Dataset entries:

* * * * * * * * *

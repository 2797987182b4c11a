//! Host collaborator boundary
//!
//! The ID pipeline never talks to the game server directly. Everything it
//! needs from the host is expressed as a small trait:
//!
//! - `PlayerDirectory`: identity resolution and proximity queries
//! - `AttachmentStore`: durable per-player record storage
//! - `Inventory`: the ID-card capability check and item issuance
//! - `FormTransport`: form presentation, field requests and notifications
//!
//! Implementations wrap the real server API in production and an in-memory
//! double (`test_utils::MockHost`) in tests.

use serde::{Deserialize, Serialize};
use std::fmt;

pub mod directory;
pub mod elements;
pub mod inventory;
pub mod storage;
pub mod transport;

pub use directory::PlayerDirectory;
pub use inventory::{Inventory, ID_CARD_ITEM};
pub use storage::{AttachmentStore, ATTACHMENT_KEY};
pub use transport::FormTransport;

/// Stable per-player identity
///
/// Keys the transient session store and the durable attachment store. This is
/// the host's login identity (username), not the canonical numeric identity
/// stamped onto displayed records.
#[derive(Debug, Clone, PartialEq, Eq, Hash, Serialize, Deserialize)]
pub struct UserId(pub String);

impl UserId {
    /// Create a new user ID
    pub fn new(id: impl Into<String>) -> Self {
        Self(id.into())
    }

    /// Get the ID as a string slice
    pub fn as_str(&self) -> &str {
        &self.0
    }
}

impl fmt::Display for UserId {
    fn fmt(&self, f: &mut fmt::Formatter<'_>) -> fmt::Result {
        write!(f, "{}", self.0)
    }
}

impl From<&str> for UserId {
    fn from(s: &str) -> Self {
        Self(s.to_string())
    }
}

* * * * * * * * *

Exercise directions: Output the data in full, precisely as it appears above.

Exercise output:
repository 2797987182b4c11a
//! Host collaborator boundary
//!
//! The ID pipeline never talks to the game server directly. Everything it
//! needs from the host is expressed as a small trait:
//!
//! - `PlayerDirectory`: identity resolution and proximity queries
//! - `AttachmentStore`: durable per-player record storage
//! - `Inventory`: the ID-card capability check and item issuance
//! - `FormTransport`: form presentation, field requests and notifications
//!
//! Implementations wrap the real server API in production and an in-memory
//! double (`test_utils::MockHost`) in tests.

use serde::{Deserialize, Serialize};
use std::fmt;

pub mod directory;
pub mod elements;
pub mod inventory;
pub mod storage;
pub mod transport;

pub use directory::PlayerDirectory;
pub use inventory::{Inventory, ID_CARD_ITEM};
pub use storage::{AttachmentStore, ATTACHMENT_KEY};
pub use transport::FormTransport;

/// Stable per-player identity
///
/// Keys the transient session store and the durable attachment store. This is
/// the host's login identity (username), not the canonical numeric identity
/// stamped onto displayed records.
#[derive(Debug, Clone, PartialEq, Eq, Hash, Serialize, Deserialize)]
pub struct UserId(pub String);

impl UserId {
    /// Create a new user ID
    pub fn new(id: impl Into<String>) -> Self {
        Self(id.into())
    }

    /// Get the ID as a string slice
    pub fn as_str(&self) -> &str {
        &self.0
    }
}

impl fmt::Display for UserId {
    fn fmt(&self, f: &mut fmt::Formatter<'_>) -> fmt::Result {
        write!(f, "{}", self.0)
    }
}

impl From<&str> for UserId {
    fn from(s: &str) -> Self {
        Self(s.to_string())
    }
}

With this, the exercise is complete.